The area in front of the door served as an internal waiting room. From here, a nurse called us into the "ambulatory room" one by one. After being seen, some patients were sent to stand in front of other doors (I presume for x-rays and procedures). At first, I found the stand-in-front-of-a-door system a little strange and impersonal, but it turned out to be pretty efficient.
When I was finally called into Room E, everything went well. After a brief battle with the EMR, the emergency physician pulled up my CT scan and told me no surgery would be necessary. I was totally relieved, — and grateful to the ED staff who had worked together to handle my case quickly.
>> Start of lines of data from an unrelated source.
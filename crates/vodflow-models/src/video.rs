//! Video metadata models.

use chrono::{DateTime, Utc};
use schemars::JsonSchema;
use serde::{Deserialize, Serialize};
use std::fmt;
use uuid::Uuid;

/// Unique identifier for an uploaded video.
#[derive(Debug, Clone, PartialEq, Eq, Hash, Serialize, Deserialize, JsonSchema)]
#[serde(transparent)]
pub struct VideoId(pub String);

impl VideoId {
    /// Generate a new random video ID.
    pub fn new() -> Self {
        Self(Uuid::new_v4().to_string())
    }

    /// Create from an existing string.
    pub fn from_string(s: impl Into<String>) -> Self {
        Self(s.into())
    }

    /// Get the inner string.
    pub fn as_str(&self) -> &str {
        &self.0
    }
}

impl Default for VideoId {
    fn default() -> Self {
        Self::new()
    }
}

impl fmt::Display for VideoId {
    fn fmt(&self, f: &mut fmt::Formatter<'_>) -> fmt::Result {
        write!(f, "{}", self.0)
    }
}

impl From<String> for VideoId {
    fn from(s: String) -> Self {
        Self(s)
    }
}

impl From<&str> for VideoId {
    fn from(s: &str) -> Self {
        Self(s.to_string())
    }
}

/// Video processing status.
///
/// `Pending` means the upload finished and the video is waiting for the
/// transcode worker. `Processing` and `Failed` are cleared back to `Pending`
/// by operator action or the startup recovery sweep.
#[derive(Debug, Clone, Copy, PartialEq, Eq, Hash, Serialize, Deserialize, JsonSchema, Default)]
#[serde(rename_all = "snake_case")]
pub enum VideoStatus {
    /// Upload in progress, not yet eligible for transcoding
    #[default]
    Uploading,
    /// Upload complete, waiting in the transcode queue
    Pending,
    /// A worker is transcoding the video
    Processing,
    /// All delivery renditions produced
    Ready,
    /// Transcoding failed
    Failed,
}

impl VideoStatus {
    pub fn as_str(&self) -> &'static str {
        match self {
            VideoStatus::Uploading => "uploading",
            VideoStatus::Pending => "pending",
            VideoStatus::Processing => "processing",
            VideoStatus::Ready => "ready",
            VideoStatus::Failed => "failed",
        }
    }

    /// Terminal states are never picked up by reconciliation.
    pub fn is_terminal(&self) -> bool {
        matches!(self, VideoStatus::Ready | VideoStatus::Failed)
    }
}

impl fmt::Display for VideoStatus {
    fn fmt(&self, f: &mut fmt::Formatter<'_>) -> fmt::Result {
        write!(f, "{}", self.as_str())
    }
}

/// Video record held by the durable store.
///
/// The store is the source of truth for the transcode pipeline: the in-memory
/// queue is rebuilt from records whose status is `Pending` after a restart.
#[derive(Debug, Clone, Serialize, Deserialize, JsonSchema)]
pub struct VideoRecord {
    /// Unique video ID
    pub video_id: VideoId,

    /// Owner user ID
    pub user_id: String,

    /// Display title
    pub title: String,

    /// Processing status
    #[serde(default)]
    pub status: VideoStatus,

    /// Total size of the source file in bytes
    #[serde(default)]
    pub total_size: u64,

    /// Bytes received so far (equals `total_size` once the upload completes)
    #[serde(default)]
    pub uploaded_size: u64,

    /// Creation timestamp
    pub created_at: DateTime<Utc>,

    /// Last update timestamp
    pub updated_at: DateTime<Utc>,

    /// Completion timestamp
    #[serde(skip_serializing_if = "Option::is_none")]
    pub completed_at: Option<DateTime<Utc>>,

    /// Failure timestamp
    #[serde(skip_serializing_if = "Option::is_none")]
    pub failed_at: Option<DateTime<Utc>>,

    /// Error message (if failed)
    #[serde(skip_serializing_if = "Option::is_none")]
    pub error_message: Option<String>,
}

impl VideoRecord {
    /// Create a new record for an upload that just started.
    pub fn new(
        video_id: VideoId,
        user_id: impl Into<String>,
        title: impl Into<String>,
        total_size: u64,
    ) -> Self {
        let now = Utc::now();

        Self {
            video_id,
            user_id: user_id.into(),
            title: title.into(),
            status: VideoStatus::Uploading,
            total_size,
            uploaded_size: 0,
            created_at: now,
            updated_at: now,
            completed_at: None,
            failed_at: None,
            error_message: None,
        }
    }

    /// Mark the upload finished and eligible for transcoding.
    pub fn uploaded(mut self) -> Self {
        self.status = VideoStatus::Pending;
        self.uploaded_size = self.total_size;
        self.updated_at = Utc::now();
        self
    }

    /// Mark as ready (all renditions produced).
    pub fn complete(mut self) -> Self {
        self.status = VideoStatus::Ready;
        self.completed_at = Some(Utc::now());
        self.updated_at = Utc::now();
        self
    }

    /// Mark as failed.
    pub fn fail(mut self, error: impl Into<String>) -> Self {
        self.status = VideoStatus::Failed;
        self.failed_at = Some(Utc::now());
        self.error_message = Some(error.into());
        self.updated_at = Utc::now();
        self
    }
}

#[cfg(test)]
mod tests {
    use super::*;

    #[test]
    fn test_video_id_generation() {
        let id1 = VideoId::new();
        let id2 = VideoId::new();
        assert_ne!(id1, id2);
    }

    #[test]
    fn test_record_lifecycle() {
        let id = VideoId::new();
        let record = VideoRecord::new(id.clone(), "user123", "Test Video", 1024);
        assert_eq!(record.status, VideoStatus::Uploading);
        assert_eq!(record.uploaded_size, 0);

        let record = record.uploaded();
        assert_eq!(record.status, VideoStatus::Pending);
        assert_eq!(record.uploaded_size, 1024);

        let record = record.complete();
        assert_eq!(record.status, VideoStatus::Ready);
        assert!(record.completed_at.is_some());
    }

    #[test]
    fn test_failed_record_keeps_error() {
        let record = VideoRecord::new(VideoId::new(), "user123", "Broken", 10)
            .uploaded()
            .fail("codec not supported");

        assert_eq!(record.status, VideoStatus::Failed);
        assert_eq!(record.error_message.as_deref(), Some("codec not supported"));
        assert!(record.status.is_terminal());
    }
}
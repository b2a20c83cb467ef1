//! Shared data models for the Vodflow backend.
//!
//! This crate provides Serde-serializable types for:
//! - Videos and their processing lifecycle
//! - Delivery quality renditions
//! - Upload fingerprints and resumable-upload state

pub mod quality;
pub mod upload;
pub mod video;

// Re-export common types
pub use quality::DeliveryQuality;
pub use upload::{UploadFingerprint, UploadState};
pub use video::{VideoId, VideoRecord, VideoStatus};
Could Public Healthcare Work for America?

Overall, I was left with a pretty positive view of the Italian health system. The highlights, in my opinion:
  • My longest ED visit was just over two hours, which seems on par with American wait times.
  • The physicians and staff defied all negative stereotypes of public employees. They were friendly, sensitive to my situation and provided good customer service.
  • The care quality seemed comparable to the States (though slightly less thorough).
  • The facilities and equipment weren't gleaming or new, but they were sufficient to get the job done.
  • There was definite attention to efficiency and moving patients quickly through the ED.
I think if the United States ever adopted a system like Italy's, the hardest part would be convincing people to wait for non-emergent care. I'll admit that waiting overnight for a CT scan didn't sit well with me! On the other hand, there was no real harm in waiting a day, and reducing staffing on Sundays probably saves the system (and the public) money.
The best part of the Italian health system was the bill. To my utter shock, an ambulance ride, two ED visits, an x-ray and a CT scan cost me 271 Euros, or just under $300.
"Do I pay now?" I asked the cashier.
"No," she said, handing me the bill. "Just give this to your insurance."
It was like the hospital didn't really care about getting paid. Talk about a cultural difference.